# Mini with 2 Tuner TiVo only



## berkshires (Feb 22, 2007)

Is there a reason tivo doesn't let the mini be associated with a 2 tuner tivo? The mini does everything with the Premiere2, but must have a Roamio or Premiere4 associated. Couldn't Tivo allow a mini to associate with a Premiere2 without access to liveTV, but have everything else?


----------



## tarheelblue32 (Jan 13, 2014)

They could, but they won't.


----------



## eaadams (Apr 25, 2000)

I'd buy a mini tommorow if they did. But j am more likely to buy a romeo this way.


----------



## bradleys (Oct 31, 2007)

I think the general reason is that two tuners are not enough for an appropriate user experience. it may sound odd to you - because you have a Premiere and you would "accept" the limitations - but the overall experience would be diminished under that scenerio.


----------



## berkshires (Feb 22, 2007)

bradleys said:


> I think the general reason is that two tuners are not enough for an appropriate user experience. it may sound odd to you - because you have a Premiere and you would "accept" the limitations - but the overall experience would be diminished under that scenerio.
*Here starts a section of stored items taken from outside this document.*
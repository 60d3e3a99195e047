use std::collections::HashMap;
use std::path::PathBuf;
use std::sync::Arc;
use std::time::{Duration, SystemTime};

use plm_converter::{ConversionResult, ConvertError, Converter};
use plm_core::error::CoreError;
use plm_core::task::TaskConfig;
use plm_core::types::{timestamp_now, TaskState};
use plm_history::HistoryStore;
use tokio::sync::{watch, Mutex, RwLock};
use tokio::task::JoinHandle;
use tokio_util::sync::CancellationToken;

use crate::cleanup::{self, CleanupReport};
use crate::queue::{job_queue, EnqueueError, JobReceiver, JobSender};
use crate::task::{TaskCounts, TaskRecord};

#[derive(Debug, Clone)]
pub struct WorkerConfig {
    /// Worker tasks draining the queue (at least one is started).
    pub max_workers: usize,
    /// Queue capacity; `0` = unbounded.
    pub queue_size: usize,
    /// Public base URL, used for status URLs.
    pub base_url: String,
    /// Directory holding one run directory per task.
    pub out_root: PathBuf,
    /// Age after which an inactive run directory is reclaimed; zero disables.
    pub ttl: Duration,
    /// Period of the cleanup sweep; zero disables.
    pub cleanup_interval: Duration,
}

struct TaskSlot {
    record: TaskRecord,
    signal: watch::Sender<TaskState>,
}

struct Inner {
    config: WorkerConfig,
    tasks: RwLock<HashMap<String, TaskSlot>>,
    queue: JobSender,
    history: Arc<HistoryStore>,
    converter: Arc<dyn Converter>,
}

/// Owns the job queue, the worker pool and the task registry.
///
/// Tasks are never removed from the registry once accepted; the history
/// store is the durable record.
pub struct TaskManager {
    inner: Arc<Inner>,
    cancel: CancellationToken,
    handles: Mutex<Vec<JoinHandle<()>>>,
}

impl TaskManager {
    /// Spawn the worker pool and, when enabled, the cleanup loop.
    ///
    /// Background tasks stop when `cancel` fires.
    pub fn start(
        config: WorkerConfig,
        history: Arc<HistoryStore>,
        converter: Arc<dyn Converter>,
        cancel: CancellationToken,
    ) -> Self {
        let (queue, receiver) = job_queue(config.queue_size);
        let worker_count = config.max_workers.max(1);
        let inner = Arc::new(Inner {
            config,
            tasks: RwLock::new(HashMap::new()),
            queue,
            history,
            converter,
        });

        let receiver = Arc::new(Mutex::new(receiver));
        let mut handles = Vec::with_capacity(worker_count + 1);
        for worker_id in 0..worker_count {
            handles.push(tokio::spawn(worker_loop(
                worker_id,
                Arc::clone(&inner),
                Arc::clone(&receiver),
                cancel.clone(),
            )));
        }

        let (ttl, interval) = (inner.config.ttl, inner.config.cleanup_interval);
        if !ttl.is_zero() && !interval.is_zero() {
            handles.push(tokio::spawn(cleanup_loop(Arc::clone(&inner), cancel.clone())));
        }

        tracing::info!(
            workers = worker_count,
            queue_size = inner.config.queue_size,
            ttl_secs = ttl.as_secs(),
            cleanup_interval_secs = interval.as_secs(),
            "Task manager started",
        );

        Self {
            inner,
            cancel,
            handles: Mutex::new(handles),
        }
    }

    /// Register a task and enqueue it without blocking.
    ///
    /// Fails with `QUEUE_FULL` when the queue is at capacity; the task is
    /// then unregistered as if it had never been submitted.
    pub async fn submit(&self, config: TaskConfig) -> Result<TaskRecord, CoreError> {
        let task_id = uuid::Uuid::new_v4().simple().to_string();
        let record = TaskRecord::queued(task_id.clone(), config);
        let (signal, _) = watch::channel(TaskState::Queued);

        self.inner.tasks.write().await.insert(
            task_id.clone(),
            TaskSlot {
                record: record.clone(),
                signal,
            },
        );

        if let Err(reason) = self.inner.queue.try_send(task_id.clone()) {
            self.inner.tasks.write().await.remove(&task_id);
            tracing::warn!(task_id = %task_id, ?reason, "Task rejected, queue unavailable");
            return Err(CoreError::Capacity("queue full".into()));
        }

        tracing::info!(
            task_id = %task_id,
            project_id = %record.config.project_id(),
            document_label = %record.config.document_label(),
            "Task queued",
        );
        Ok(record)
    }

    pub async fn get(&self, task_id: &str) -> Option<TaskRecord> {
        self.inner.get(task_id).await
    }

    /// Block until the task is terminal or `timeout` elapses.
    ///
    /// Returns the task's current snapshot either way, or `None` if the id
    /// is unknown. `None` as timeout waits indefinitely.
    pub async fn wait(&self, task_id: &str, timeout: Option<Duration>) -> Option<TaskRecord> {
        let mut rx = {
            let tasks = self.inner.tasks.read().await;
            tasks.get(task_id)?.signal.subscribe()
        };

        let terminal = async move {
            // The sender lives in the registry, which never drops it.
            let _ = rx.wait_for(|state| state.is_terminal()).await;
        };
        match timeout {
            Some(limit) => {
                if tokio::time::timeout(limit, terminal).await.is_err() {
                    tracing::debug!(task_id = %task_id, "Wait timed out");
                }
            }
            None => terminal.await,
        }

        self.get(task_id).await
    }

    pub fn status_url(&self, task_id: &str) -> String {
        format!("{}/status/{task_id}", self.inner.config.base_url)
    }

    pub async fn counts(&self) -> TaskCounts {
        let tasks = self.inner.tasks.read().await;
        let mut counts = TaskCounts::default();
        for slot in tasks.values() {
            counts.add(slot.record.state);
        }
        counts
    }

    pub fn config(&self) -> &WorkerConfig {
        &self.inner.config
    }

    /// Run one cleanup sweep now.
    pub async fn cleanup_once(&self) -> CleanupReport {
        self.inner.cleanup_once(SystemTime::now()).await
    }

    /// Run one cleanup sweep as if the clock read `now`.
    pub async fn cleanup_at(&self, now: SystemTime) -> CleanupReport {
        self.inner.cleanup_once(now).await
    }

    /// Cancel background tasks and wait up to `grace` for them to finish.
    pub async fn shutdown(&self, grace: Duration) {
        self.cancel.cancel();
        let handles: Vec<_> = self.handles.lock().await.drain(..).collect();
        for handle in handles {
            if tokio::time::timeout(grace, handle).await.is_err() {
                tracing::warn!("Worker did not stop within the grace period");
            }
        }
        tracing::info!("Task manager stopped");
    }
}

impl Inner {
    async fn get(&self, task_id: &str) -> Option<TaskRecord> {
        self.tasks
            .read()
            .await
            .get(task_id)
            .map(|slot| slot.record.clone())
    }

    /// Paths that must survive a sweep: run dir, input and output of every
    /// queued or running task.
    async fn active_paths(&self) -> Vec<PathBuf> {
        let tasks = self.tasks.read().await;
        tasks
            .values()
            .filter(|slot| !slot.record.state.is_terminal())
            .flat_map(|slot| {
                let config = &slot.record.config;
                [
                    config.work_dir.clone(),
                    config.input_path.clone(),
                    config.output_dir.clone(),
                ]
            })
            .collect()
    }

    async fn cleanup_once(&self, now: SystemTime) -> CleanupReport {
        let active = self.active_paths().await;
        cleanup::sweep_expired(&self.config.out_root, self.config.ttl, &active, now).await
    }

    /// Claim a queued task, returning its configuration.
    async fn mark_running(&self, task_id: &str) -> Option<Arc<TaskConfig>> {
        let mut tasks = self.tasks.write().await;
        let slot = tasks.get_mut(task_id)?;
        if slot.record.state != TaskState::Queued {
            return None;
        }
        slot.record.state = TaskState::Running;
        slot.record.started_at = Some(timestamp_now());
        slot.signal.send_replace(TaskState::Running);
        Some(Arc::clone(&slot.record.config))
    }

    async fn run_task(&self, worker_id: usize, task_id: &str) {
        let Some(config) = self.mark_running(task_id).await else {
            tracing::warn!(worker_id, task_id = %task_id, "Dequeued task is not claimable");
            return;
        };
        tracing::info!(worker_id, task_id = %task_id, "Task started");

        let converter = Arc::clone(&self.converter);
        let outcome = match tokio::spawn(async move { converter.convert(&config).await }).await {
            Ok(outcome) => outcome,
            Err(e) => Err(ConvertError::Exception(format!("converter aborted: {e}"))),
        };

        let Some(record) = self.finish(task_id, outcome).await else {
            return;
        };
        match record.state {
            TaskState::Done => tracing::info!(worker_id, task_id = %task_id, "Task completed"),
            _ => tracing::warn!(
                worker_id,
                task_id = %task_id,
                error_code = ?record.error_code,
                error = record.error.as_deref().unwrap_or_default(),
                "Task failed",
            ),
        }

        self.history.record(record.to_history_entry()).await;

        if let Some(slot) = self.tasks.read().await.get(task_id) {
            slot.signal.send_replace(record.state);
        }
    }

    async fn finish(
        &self,
        task_id: &str,
        outcome: Result<ConversionResult, ConvertError>,
    ) -> Option<TaskRecord> {
        let mut tasks = self.tasks.write().await;
        let record = &mut tasks.get_mut(task_id)?.record;
        match outcome {
            Ok(result) => {
                record.state = TaskState::Done;
                record.result = Some(result);
            }
            Err(e) => {
                record.state = TaskState::Error;
                record.error_code = Some(e.code());
                record.error = Some(e.to_string());
            }
        }
        record.finished_at = Some(timestamp_now());
        Some(record.clone())
    }
}

async fn worker_loop(
    worker_id: usize,
    inner: Arc<Inner>,
    receiver: Arc<Mutex<JobReceiver>>,
    cancel: CancellationToken,
) {
    tracing::debug!(worker_id, "Worker started");
    loop {
        let next = {
            let mut receiver = tokio::select! {
                biased;
                _ = cancel.cancelled() => break,
                guard = receiver.lock() => guard,
            };
            tokio::select! {
                biased;
                _ = cancel.cancelled() => None,
                task_id = receiver.recv() => task_id,
            }
        };
        match next {
            Some(task_id) => inner.run_task(worker_id, &task_id).await,
            None => break,
        }
    }
    tracing::debug!(worker_id, "Worker stopped");
}

async fn cleanup_loop(inner: Arc<Inner>, cancel: CancellationToken) {
    let mut interval = tokio::time::interval(inner.config.cleanup_interval);
    // The first tick completes immediately; sweep only after a full period.
    interval.tick().await;

    loop {
        tokio::select! {
            _ = cancel.cancelled() => {
                tracing::info!("Cleanup loop stopping");
                break;
            }
            _ = interval.tick() => {
                inner.cleanup_once(SystemTime::now()).await;
            }
        }
    }
}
I agree with the idea that the 2 tuner set up is inadequate for allowing liveTV on a Mini, however allowing the mini to be used without liveTV on a two tuner setup is appealing...there is vast functionality available other than liveTV. TiVo from its inception, and even more so today, diminishes liveTV viewing and its value to the point that a large portion of its customers virtually never watch liveTV.


----------



## bradleys (Oct 31, 2007)

berkshires said:


> I agree with the idea that the 2 tuner set up is inadequate for allowing liveTV on a Mini, however allowing the mini to be used without liveTV on a two tuner setup is appealing...there is vast functionality available other than liveTV. TiVo from its inception, and even more so today, diminishes liveTV viewing and its value to the point that a large portion of its customers virtually never watch liveTV.


Agreed, but then you have to deal with the user confusion... I suspect the decision to not allow mini setup against a 2 tuner TiVo is simply the "path of least resistance"

Now, rumors have it that TiVo is working on a stream based Roku / Fire style extender. If it truly is stream based, I would expect that to work in support of both the integrated and stand alone stream devices.

Maybe we will hear something during CES - I hope so.


----------



## trip1eX (Apr 2, 2005)

Priorities.


----------



## PCurry57 (Feb 27, 2012)

berkshires said:


> I agree with the idea that the 2 tuner set up is inadequate for allowing liveTV on a Mini, however allowing the mini to be used without liveTV on a two tuner setup is appealing...there is vast functionality available other than liveTV. TiVo from its inception, and even more so today, diminishes liveTV viewing and its value to the point that a large portion of its customers virtually never watch liveTV.


Agreed there are reports of successfully side loading the Android Tablet app on the Amazon Fire Stick using the game controller and with a TiVo Stream watching recorded programs on your TV.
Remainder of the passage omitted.